Un livre choc qui nous raconte de l'intérieur l'histoire du Québec qui a vécu
la pire crise sanitaire de son histoire. C'est l'histoire de cette première
vague et de la désolation dans les CHSLD et les RPA où logent nos aînés.
Un mammouth dans nos vies
Dans ce récit, non recommandé aux âmes sensibles, on peut
voir ce qui s'est réellement passé dans les entrailles du gouvernement alors
qu'il cherchait à lutter au mieux contre la progression de la pandémie. On peut
voir tous les dysfonctionnements de notre système de gouvernance, les pannes de
nos systèmes d'alerte, les fausses pistes scientifiques, les luttes de pouvoir,
la tragédie de notre impuissance et de nos incompétences auxquelles s'ajoutent
la lourdeur d'un système de santé mammouth sans contrôle et direction claire.
On peut comprendre aussi grâce aux dizaines d'entrevues menées avec minutie par
Alec Castonguay avec des acteurs clés de ce drame les décisions de confiner
Montréal et le Québec, les hésitations quant à l'obligation de porter un
masque, les coups de force du premier ministre Legault pour faire bouger les
choses. Comme le dit l'éditeur sur la jaquette du livre, « c'est un livre à
suspense qui se lit comme un roman. Sauf que tout est vrai... »
Un lecteur attentif ne peut que conclure trois choses
simples : la première c'est que tous ont fait de leur mieux, la seconde
c'est le degré de centralisation et de bureaucratisation de notre système de
santé était un frein majeur à une intervention efficace, le mammouth dans la
pièce et que nous n'étions pas préparés comme le reste des pays du monde à une
telle crise.
Chercher les coupables
Il est dans la nature humaine en temps de crise de chercher
un coupable, un responsable. D'ailleurs, cela est bien visible dans la
couverture des médias tout au long de cette crise.
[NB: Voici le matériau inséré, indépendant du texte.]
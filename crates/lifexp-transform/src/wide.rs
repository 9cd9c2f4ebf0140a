//! Wide-to-long reshape of the delimited export.
//!
//! The export carries four dimension columns (`unit`, `sex`, `age`,
//! `geo\time`) followed by one column per year. Each (dimension row, year
//! column) pair becomes one observation.

use polars::prelude::DataFrame;
use tracing::{debug, trace};

use lifexp_ingest::{any_to_string_non_empty, parse_f64};
use lifexp_model::{CleanRow, WIDE_DIMENSION_COUNT, WIDE_REGION_HEADER};

use crate::error::{Result, TransformError};
use crate::frame::{rows_to_frame, string_cells};
use crate::numeric::extract_decimal;

/// Parses every year header, failing on the first one that is not an integer.
///
/// Headers are trimmed first since exports pad them (`"2019 "`).
pub fn parse_year_headers(headers: &[String]) -> Result<Vec<i64>> {
    headers
        .iter()
        .map(|header| {
            header
                .trim()
                .parse::<i64>()
                .map_err(|_| TransformError::TypeConversion {
                    column: header.clone(),
                    value: header.clone(),
                })
        })
        .collect()
}

/// Melts the wide export into the canonical long table.
///
/// Year labels are validated before any row is produced, so a bad label
/// fails the whole table. A cell without a `digits.digits` value, or a row
/// with a missing dimension, is dropped.
pub fn clean_wide(df: &DataFrame) -> Result<DataFrame> {
    let names: Vec<String> = df
        .get_column_names()
        .iter()
        .map(|name| name.to_string())
        .collect();
    if names.len() < WIDE_DIMENSION_COUNT {
        return Err(TransformError::TooFewColumns {
            expected: WIDE_DIMENSION_COUNT,
            found: names.len(),
        });
    }
    if names[WIDE_DIMENSION_COUNT - 1] != WIDE_REGION_HEADER {
        return Err(TransformError::MissingColumn {
            column: WIDE_REGION_HEADER.to_string(),
        });
    }

    let (dimension_names, year_names) = names.split_at(WIDE_DIMENSION_COUNT);
    let years = parse_year_headers(year_names)?;

    // unit, sex, age, region by position
    let units = string_cells(df, &dimension_names[0])?;
    let sexes = string_cells(df, &dimension_names[1])?;
    let ages = string_cells(df, &dimension_names[2])?;
    let regions = string_cells(df, &dimension_names[3])?;

    let mut rows = Vec::with_capacity(df.height() * years.len());
    let mut dropped = 0usize;
    for (year, year_name) in years.iter().zip(year_names) {
        let column = df.column(year_name)?;
        for idx in 0..df.height() {
            let raw = any_to_string_non_empty(column.get(idx)?);
            let value = raw.as_deref().and_then(extract_decimal).and_then(parse_f64);
            match (&units[idx], &sexes[idx], &ages[idx], &regions[idx], value) {
                (Some(unit), Some(sex), Some(age), Some(region), Some(value)) => {
                    rows.push(CleanRow {
                        unit: unit.clone(),
                        sex: sex.clone(),
                        age: age.clone(),
                        region: region.clone(),
                        year: *year,
                        value,
                    });
                }
                _ => {
                    trace!(row = idx, year = *year, raw = ?raw, "dropping observation");
                    dropped += 1;
                }
            }
        }
    }

    debug!(
        source_rows = df.height(),
        year_columns = years.len(),
        kept = rows.len(),
        dropped,
        "wide table melted"
    );
    rows_to_frame(&rows)
}
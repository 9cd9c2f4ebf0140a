//! Pipeline configuration, built once at startup and passed by reference.

use std::path::PathBuf;

use crate::format::FormatRegistry;

/// Input read when the caller names no file.
pub const DEFAULT_INPUT_PATH: &str = "./life_expectancy/data/eu_life_expectancy_raw.tsv";

/// Location of the region extract.
pub const DEFAULT_OUTPUT_PATH: &str = "./life_expectancy/data/pt_life_expectancy.csv";

#[derive(Debug, Clone, PartialEq, Eq)]
pub struct PipelineConfig {
    pub formats: FormatRegistry,
    pub output_path: PathBuf,
}

impl PipelineConfig {
    pub fn new(formats: FormatRegistry, output_path: impl Into<PathBuf>) -> Self {
        Self {
            formats,
            output_path: output_path.into(),
        }
    }

    #[must_use]
    pub fn with_output_path(mut self, output_path: impl Into<PathBuf>) -> Self {
        self.output_path = output_path.into();
        self
    }
}

impl Default for PipelineConfig {
    fn default() -> Self {
        Self::new(FormatRegistry::standard(), DEFAULT_OUTPUT_PATH)
    }
}
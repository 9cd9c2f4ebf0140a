//! Shared domain types for the life expectancy pipeline.
//!
//! The crate holds the closed set of valid region codes ([`Country`]) and the
//! canonical long-format schema every cleaner produces.

pub mod country;
pub mod error;
pub mod schema;

pub use country::{COUNTRY_CODES, Country, DEFAULT_REGION, list_of_countries};
pub use error::{ModelError, Result};
pub use schema::{
    AGE, CLEAN_COLUMNS, CleanRow, NESTED_DROPPED_FIELDS, NESTED_VALUE_FIELD, REGION, SEX, UNIT,
    VALUE, WIDE_DIMENSION_COUNT, WIDE_REGION_HEADER, YEAR,
};
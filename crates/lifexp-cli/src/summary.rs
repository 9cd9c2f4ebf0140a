use comfy_table::modifiers::{UTF8_ROUND_CORNERS, UTF8_SOLID_INNER_BORDERS};
use comfy_table::presets::UTF8_FULL;
use comfy_table::{Attribute, Cell, CellAlignment, Color, ContentArrangement, Table};

use lifexp_cli::PipelineOutcome;

pub fn print_summary(input: &std::path::Path, outcome: &PipelineOutcome) {
    let mut table = Table::new();
    table.set_header(vec![header_cell("Stage"), header_cell("Result")]);
    apply_table_style(&mut table);
    if let Some(column) = table.column_mut(1) {
        column.set_cell_alignment(CellAlignment::Right);
    }
    table.add_row(vec![
        Cell::new("Input"),
        Cell::new(input.display().to_string()),
    ]);
    table.add_row(vec![
        Cell::new("Format"),
        Cell::new(format!(
            "{} / {}",
            outcome.strategy.reader, outcome.strategy.cleaner
        )),
    ]);
    table.add_row(vec![Cell::new("Raw rows"), Cell::new(outcome.raw_rows)]);
    table.add_row(vec![Cell::new("Clean rows"), Cell::new(outcome.clean_rows)]);
    table.add_row(vec![
        Cell::new(format!("{} rows", outcome.country))
            .fg(Color::Cyan)
            .add_attribute(Attribute::Bold),
        Cell::new(outcome.table.height()).add_attribute(Attribute::Bold),
    ]);
    table.add_row(vec![
        Cell::new("Output"),
        Cell::new(outcome.output_path.display().to_string()).fg(Color::Green),
    ]);
    println!("{table}");
}

fn header_cell(label: &str) -> Cell {
    Cell::new(label).add_attribute(Attribute::Bold)
}

pub fn apply_table_style(table: &mut Table) {
    table
        .load_preset(UTF8_FULL)
        .apply_modifier(UTF8_ROUND_CORNERS)
        .apply_modifier(UTF8_SOLID_INNER_BORDERS)
        .set_content_arrangement(ContentArrangement::Dynamic);
}
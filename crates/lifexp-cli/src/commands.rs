use anyhow::{Context, Result};
use comfy_table::Table;

use lifexp_cli::{PipelineConfig, PipelineOutcome, run};
use lifexp_model::{Country, DEFAULT_REGION};

use crate::cli::RunArgs;
use crate::summary::apply_table_style;

pub fn run_countries() -> Result<()> {
    let mut table = Table::new();
    table.set_header(vec!["#", "Code", "Default"]);
    apply_table_style(&mut table);
    for (idx, country) in Country::all().enumerate() {
        let marker = if country.as_str() == DEFAULT_REGION { "yes" } else { "" };
        table.add_row(vec![
            (idx + 1).to_string(),
            country.to_string(),
            marker.to_string(),
        ]);
    }
    println!("{table}");
    Ok(())
}

pub fn run_extract(args: &RunArgs) -> Result<PipelineOutcome> {
    let mut config = PipelineConfig::default();
    if let Some(output) = &args.output {
        config = config.with_output_path(output);
    }
    run(&config, &args.path, &args.region)
        .with_context(|| format!("process {}", args.path.display()))
}
//! Source readers for the life expectancy pipeline.
//!
//! Each reader turns one on-disk export into a raw Polars [`DataFrame`]
//! without normalizing it. Column names and dtypes are whatever the source
//! provides; cleaning happens in `lifexp-transform`.
//!
//! # Formats
//!
//! - **Delimited**: wide text export, fields split on tab or comma
//! - **ArchiveJson**: zip archive holding a JSON array of flat records
//!
//! [`DataFrame`]: polars::prelude::DataFrame

mod archive;
mod delimited;
mod error;
mod json_table;
mod polars_utils;
mod reader;

// === Error Types ===
pub use error::{IngestError, Result};

// === Readers ===
pub use archive::read_archive_json;
pub use delimited::read_delimited_table;
pub use json_table::records_to_frame;
pub use reader::ReaderKind;

// === AnyValue Helpers ===
pub use polars_utils::{
    any_to_f64, any_to_i64, any_to_string, any_to_string_non_empty, parse_f64, parse_i64,
};
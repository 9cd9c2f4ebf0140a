//! Closed set of source readers.

use std::fmt;
use std::path::Path;

use polars::prelude::DataFrame;
use tracing::info;

use crate::archive::read_archive_json;
use crate::delimited::read_delimited_table;
use crate::error::Result;

/// Strategy used to load one source format.
#[derive(Debug, Clone, Copy, PartialEq, Eq, Hash)]
pub enum ReaderKind {
    /// Tab/comma separated wide export.
    Delimited,
    /// Zip archive holding a JSON record array.
    ArchiveJson,
}

impl ReaderKind {
    pub fn as_str(&self) -> &'static str {
        match self {
            ReaderKind::Delimited => "delimited",
            ReaderKind::ArchiveJson => "archive-json",
        }
    }

    /// Reads `path` into a raw, not yet normalized table.
    pub fn read(self, path: &Path) -> Result<DataFrame> {
        let df = match self {
            ReaderKind::Delimited => read_delimited_table(path)?,
            ReaderKind::ArchiveJson => read_archive_json(path)?,
        };
        info!(
            reader = self.as_str(),
            path = %path.display(),
            rows = df.height(),
            columns = df.width(),
            "source read"
        );
        Ok(df)
    }
}

impl fmt::Display for ReaderKind {
    fn fmt(&self, f: &mut fmt::Formatter<'_>) -> fmt::Result {
        f.write_str(self.as_str())
    }
}
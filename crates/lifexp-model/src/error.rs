use thiserror::Error;

#[derive(Debug, Error, PartialEq, Eq)]
pub enum ModelError {
    /// Region code outside the closed country set.
    #[error("invalid country code '{code}'")]
    InvalidCountryCode { code: String },
}

pub type Result<T> = std::result::Result<T, ModelError>;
On a eu les voyageurs de la
semaine de relâche, puis les irresponsables du karaoké, les rassemblements
interdits dans les domiciles, la lenteur du gouvernement Trudeau à fermer les
frontières, les complotistes, les réseaux sociaux et dernièrement les snowbirds
qui vont nous infecter lors de leur retour de Floride par la frontière
terrestre alors qu'ils sont majoritairement vaccinés avec le même produit que
nous le sommes si peu au Québec.
Ces dernières semaines, le discours des commentateurs de la
scène politique et les partis d'opposition met tous ces efforts à convaincre de
faire une commission d'enquête en affirmant que c'est la meilleure façon de
s'améliorer pour la prochaine fois alors qu'il existe une panoplie d'enquête
déjà en cours. Je ne suis pas d'avis que mettre en œuvre une commission
d'enquête sera utile à part pour meubler l'espace politique et faire la joie
des commentateurs de la scène politique. À moins que l'on enquête sur les
vraies choses comme le ferait un BAPE englobant sur une question.
Les vraies questions
Les vraies questions qu'il faut se poser sont les
suivantes : Pourquoi avons-nous choisi un jour de parquer nos vieux dans
des institutions loin de nos vies ? Comment se peut-il que nous ayons cessé de
les voir ? Pourquoi avoir fait la sourde oreille pendant tant d'années aux
multiples rapports, on ne les compte plus tant ils sont nombreux, sur les
conditions de vie inacceptables faites à nos aînés, à ces bâtisseuses et ces
bâtisseurs du Québec moderne ? C'est quoi cette idée d'avoir tout sacrifié à la
poursuite du bonheur dans la consommation et le luxe inutile ? Pourquoi réussir
sa vie est-il devenu synonyme d'être entouré de babioles inutiles et sans
signification ? Pourquoi le dieu argent a-t-il sacré dehors de nos vies toutes
les valeurs humaines et spirituelles ?
Voilà des questions parmi d'autres qui pourraient être
posées dans l'espace public et qui mériteraient une commission d'enquête. La
vraie question est la suivante : À quel moment avons-nous perdu nos âmes
et notre humanité ? Comment et pourquoi ? Voilà des questions essentielles à
nous poser.
Néanmoins, je vous fais un aveu. Je ne suis guère optimiste
quant à notre volonté de nous poser de telles questions et à y trouver des
réponses. J'en ai une preuve irréfutable à proposer à votre réflexion. Les
changements climatiques. Nous savons tous que les conséquences décrites par les
scientifiques des changements climatiques auront des répercussions aussi sinon
plus importantes que celle de la pandémie que nous combattons toujours.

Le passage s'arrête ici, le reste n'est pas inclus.